For the most part vizme expects input data from either a filepath or from /dev/stdin and a way to output it. By default
vizme will output the data in PNG format which can be written to a file.
The help section:
vizme -h
usage: vizme [-h] [-t] [-w WIDTH] [-s SCALE] [-p {pixd,greyscale}]
[INPUT] [OUTPUT]
positional arguments:
INPUT Data to convert (can be a file, don't specify for
stdin)
OUTPUT Where to write output to (can be a file, don't specify
for stdout)
optional arguments:
-h, --help show this help message and exit
-t, --terminal Sets output to be terminal (colored) ANSI.
-w WIDTH, --width WIDTH
Output columns width
-s SCALE, --scale SCALE
Scales the output pixels (2 means 2 times the amount
of columns/rows for the same data)
-p {pixd,greyscale}, --palette {pixd,greyscale}
Sets the palette to use for output
We can take some data from /dev/random and pipe it through head to limit it to 256 bytes, set a width of 16 and pipe it to a PNG file:
cat /dev/random | head -c256 | vizme -w16 > image.png
Which gives us a really tiny PNG with random data using the default palette.
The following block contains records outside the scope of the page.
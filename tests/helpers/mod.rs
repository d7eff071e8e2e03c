//! Reusable test helpers for routing and feed integration tests.
//!
//! Events are built directly from deterministic ids and keys. The
//! [`MockTransport`] is an in-memory transport whose history, parent store
//! and page behaviour are scripted per test; it records every request so
//! tests can assert on what the assembler asked for.

#![allow(dead_code)]

use std::collections::{BTreeSet, HashMap, HashSet, VecDeque};
use std::sync::{Arc, Mutex};

use nostr::{EventId, Keys, Kind, PublicKey, Timestamp};
use outbox_core::event::Event;
use outbox_core::feed::{
    HistoryCursor, Request, SubscriptionHandle, SubscriptionId, Transport, TransportMessage,
    TransportSink,
};
use outbox_core::relay::RelayUrl;

// ============================================================================
// Tracing
// ============================================================================

/// Routes `tracing` output to the test harness. Safe to call repeatedly.
pub fn init_tracing() {
    let _ = tracing_subscriber::fmt()
        .with_env_filter(
            tracing_subscriber::EnvFilter::try_from_default_env()
                .unwrap_or_else(|_| tracing_subscriber::EnvFilter::new("warn")),
        )
        .with_test_writer()
        .try_init();
}

// ============================================================================
// Event fixtures
// ============================================================================

/// Deterministic event id for `n`.
pub fn event_id(n: u64) -> EventId {
    EventId::from_hex(&format!("{n:064x}")).expect("fixture id is valid hex")
}

/// Deterministic public key for `n` (must be non-zero).
pub fn pubkey(n: u64) -> PublicKey {
    Keys::parse(&format!("{n:064x}"))
        .expect("fixture secret key is valid")
        .public_key()
}

/// Current wall-clock time in seconds.
pub fn now_secs() -> u64 {
    Timestamp::now().as_u64()
}

/// A relay URL for `host.example.com`.
pub fn relay(host: &str) -> RelayUrl {
    RelayUrl::parse(&format!("wss://{host}.example.com")).expect("fixture relay is valid")
}

/// Builds a fixture event.
pub fn event(id: u64, author: u64, kind: u16, created_at: u64, tags: Vec<Vec<String>>) -> Event {
    Event {
        id: event_id(id),
        pubkey: pubkey(author),
        created_at: Timestamp::from(created_at),
        kind: Kind::from(kind),
        tags,
        content: format!("note {id}"),
        seen_on: BTreeSet::new(),
    }
}

/// A kind 1 note by author 1.
pub fn note(id: u64, created_at: u64) -> Event {
    event(id, 1, 1, created_at, Vec::new())
}

/// A kind 1 reply by author 1 with marked root and reply tags.
pub fn reply(id: u64, created_at: u64, root: u64, parent: u64) -> Event {
    event(id, 1, 1, created_at, reply_tags(root, parent))
}

/// A kind 7 reaction to `target`.
pub fn reaction(id: u64, created_at: u64, target: u64) -> Event {
    event(id, 1, 7, created_at, reply_tags(target, target))
}

fn reply_tags(root: u64, parent: u64) -> Vec<Vec<String>> {
    vec![
        vec![
            "e".to_string(),
            event_id(root).to_hex(),
            String::new(),
            "root".to_string(),
        ],
        vec![
            "e".to_string(),
            event_id(parent).to_hex(),
            String::new(),
            "reply".to_string(),
        ],
    ]
}

/// A NIP-65 relay list for `author` with `(url, marker)` entries.
pub fn relay_list<S: AsRef<str>>(
    author: u64,
    created_at: u64,
    entries: &[(S, Option<&str>)],
) -> Event {
    let tags = entries
        .iter()
        .map(|(url, marker)| {
            let mut tag = vec!["r".to_string(), url.as_ref().to_string()];
            if let Some(marker) = marker {
                tag.push((*marker).to_string());
            }
            tag
        })
        .collect();
    event(created_at, author, 10002, created_at, tags)
}

// ============================================================================
// Mock transport
// ============================================================================

/// What kind of call opened a subscription.
#[derive(Debug, Clone, Copy, PartialEq, Eq)]
pub enum Opened {
    Live,
    Fetch,
    Page,
}

#[derive(Default)]
struct MockState {
    next_id: u64,
    history: VecDeque<Event>,
    parents: HashMap<EventId, Event>,
    page_handles: usize,
    hold_pages: bool,
    opened: Vec<(SubscriptionId, Opened)>,
    closed: HashSet<SubscriptionId>,
    fetches: Vec<Request>,
    live: Option<(SubscriptionId, Request, TransportSink)>,
    cursor_sink: Option<TransportSink>,
    pages: Vec<SubscriptionId>,
}

impl MockState {
    fn open(&mut self, kind: Opened) -> SubscriptionId {
        self.next_id += 1;
        let id = SubscriptionId::new(self.next_id);
        self.opened.push((id, kind));
        id
    }
}

/// In-memory transport with scripted responses.
#[derive(Clone)]
pub struct MockTransport {
    state: Arc<Mutex<MockState>>,
}

impl Default for MockTransport {
    fn default() -> Self {
        Self::new()
    }
}

impl MockTransport {
    /// A transport with no history, no parents and three page sub-requests
    /// that complete immediately.
    pub fn new() -> Self {
        let state = MockState {
            page_handles: 3,
            ..MockState::default()
        };
        Self {
            state: Arc::new(Mutex::new(state)),
        }
    }

    /// Queues historical events, served newest first in the given order.
    pub fn with_history(self, events: Vec<Event>) -> Self {
        self.lock().history.extend(events);
        self
    }

    /// Makes `event` available to parent fetches.
    pub fn with_parent(self, event: Event) -> Self {
        self.lock().parents.insert(event.id, event);
        self
    }

    /// Sets how many sub-requests the initial page opens.
    pub fn with_page_handles(self, n: usize) -> Self {
        self.lock().page_handles = n;
        self
    }

    /// Keeps page sub-requests open until [`close_page`](Self::close_page).
    pub fn hold_pages(self) -> Self {
        self.lock().hold_pages = true;
        self
    }

    /// Reports the `index`th page sub-request as complete.
    pub fn close_page(&self, index: usize) {
        let mut state = self.lock();
        let Some(id) = state.pages.get(index).copied() else {
            return;
        };
        if let Some(sink) = state.cursor_sink.as_ref() {
            let _ = sink.send(TransportMessage::Closed { subscription: id });
        }
        state.closed.insert(id);
    }

    /// Delivers events on the live subscription. Returns false if none is open.
    pub fn send_live(&self, events: Vec<Event>) -> bool {
        let state = self.lock();
        let Some((id, _, sink)) = state.live.as_ref() else {
            return false;
        };
        sink.send(TransportMessage::Batch {
            subscription: *id,
            events,
        })
        .is_ok()
    }

    /// The live subscription's request, if one was opened.
    pub fn live_request(&self) -> Option<Request> {
        self.lock().live.as_ref().map(|(_, request, _)| request.clone())
    }

    /// Every parent fetch issued so far.
    pub fn fetches(&self) -> Vec<Request> {
        self.lock().fetches.clone()
    }

    /// Number of subscriptions opened so far.
    pub fn opened_count(&self) -> usize {
        self.lock().opened.len()
    }

    /// Returns true if every opened subscription has ended, whether closed
    /// by the caller or completed by the transport.
    pub fn all_closed(&self) -> bool {
        let state = self.lock();
        state.opened.iter().all(|(id, _)| state.closed.contains(id))
    }

    /// Number of subscriptions of `kind` opened so far.
    pub fn opened_of(&self, kind: Opened) -> usize {
        self.lock().opened.iter().filter(|(_, k)| *k == kind).count()
    }

    fn lock(&self) -> std::sync::MutexGuard<'_, MockState> {
        self.state.lock().expect("mock state poisoned")
    }

    fn handle(&self, id: SubscriptionId) -> Box<dyn SubscriptionHandle> {
        Box::new(MockHandle {
            id,
            state: Arc::clone(&self.state),
        })
    }
}

impl Transport for MockTransport {
    fn subscribe(&self, request: &Request, sink: TransportSink) -> Box<dyn SubscriptionHandle> {
        let id = {
            let mut state = self.lock();
            let id = state.open(Opened::Live);
            state.live = Some((id, request.clone(), sink));
            id
        };
        self.handle(id)
    }

    fn fetch(&self, request: &Request, sink: TransportSink) -> Box<dyn SubscriptionHandle> {
        let id = {
            let mut state = self.lock();
            let id = state.open(Opened::Fetch);
            state.fetches.push(request.clone());

            let found: Vec<Event> = request
                .filters
                .iter()
                .flat_map(|filter| filter.ids.iter().flatten())
                .filter_map(|wanted| state.parents.get(wanted).cloned())
                .collect();
            if !found.is_empty() {
                let _ = sink.send(TransportMessage::Batch {
                    subscription: id,
                    events: found,
                });
            }
            let _ = sink.send(TransportMessage::Closed { subscription: id });
            state.closed.insert(id);
            id
        };
        self.handle(id)
    }

    fn cursor(&self, _request: &Request, sink: TransportSink) -> Box<dyn HistoryCursor> {
        self.lock().cursor_sink = Some(sink.clone());
        Box::new(MockCursor {
            transport: self.clone(),
            sink,
        })
    }
}

struct MockHandle {
    id: SubscriptionId,
    state: Arc<Mutex<MockState>>,
}

impl SubscriptionHandle for MockHandle {
    fn id(&self) -> SubscriptionId {
        self.id
    }

    fn close(&self) {
        if let Ok(mut state) = self.state.lock() {
            state.closed.insert(self.id);
        }
    }
}

struct MockCursor {
    transport: MockTransport,
    sink: TransportSink,
}

impl HistoryCursor for MockCursor {
    fn load(&mut self, _n: usize) -> Vec<Box<dyn SubscriptionHandle>> {
        let ids: Vec<SubscriptionId> = {
            let mut state = self.transport.lock();
            let ids: Vec<SubscriptionId> = (0..state.page_handles)
                .map(|_| state.open(Opened::Page))
                .collect();
            state.pages.extend(ids.iter().copied());
            if !state.hold_pages {
                for id in &ids {
                    let _ = self.sink.send(TransportMessage::Closed { subscription: *id });
                    state.closed.insert(*id);
                }
            }
            ids
        };
        ids.into_iter().map(|id| self.transport.handle(id)).collect()
    }

    fn take(&mut self, n: usize) -> (Vec<Box<dyn SubscriptionHandle>>, Vec<Event>) {
        let mut state = self.transport.lock();
        let count = n.min(state.history.len());
        let events = state.history.drain(..count).collect();
        (Vec::new(), events)
    }
}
We can scale it up times 10 to see whats going on:
cat /dev/random | head -c256 | vizme -w16 -s10 > image.png
Which gives us a bigger image:
vizme also has a terminal output option which outputs ANSI full-block characters with the same color output.
Examples
This is the very bare-basic of what you can do with vizme. While it doesn't have implementations for image manipulation
or some specific data cutting from what it reads/writes you can do this yourself on the command-line quite easily.
If you still want to see a feature in vizme feel free to raise tickets / pull requests.
Converting output
Converting the PNG output to JPG (or any image format) which requires imagemagick:
cat /dev/random | head -c256 | vizme -w16 -s10 | convert /dev/stdin my_image.jpg
Preview output image in terminal
Previewing your output image in your terminal, required imgcat shell extension:
cat /dev/random | head -c256 | vizme -w16 -s10 | imgcat
Greyscale output through palette changing
vizme comes with two palettes by default. Standard output uses the pixd palette and also contains a greyscale:
cat /dev/random | head -c256 | vizme -w16 -s10 -p greyscale | imgcat
Bugs
Feel free to report issues, this 'utility' was build out of ease as I got frustrated with manual conversion of timestamps and strings the whole time.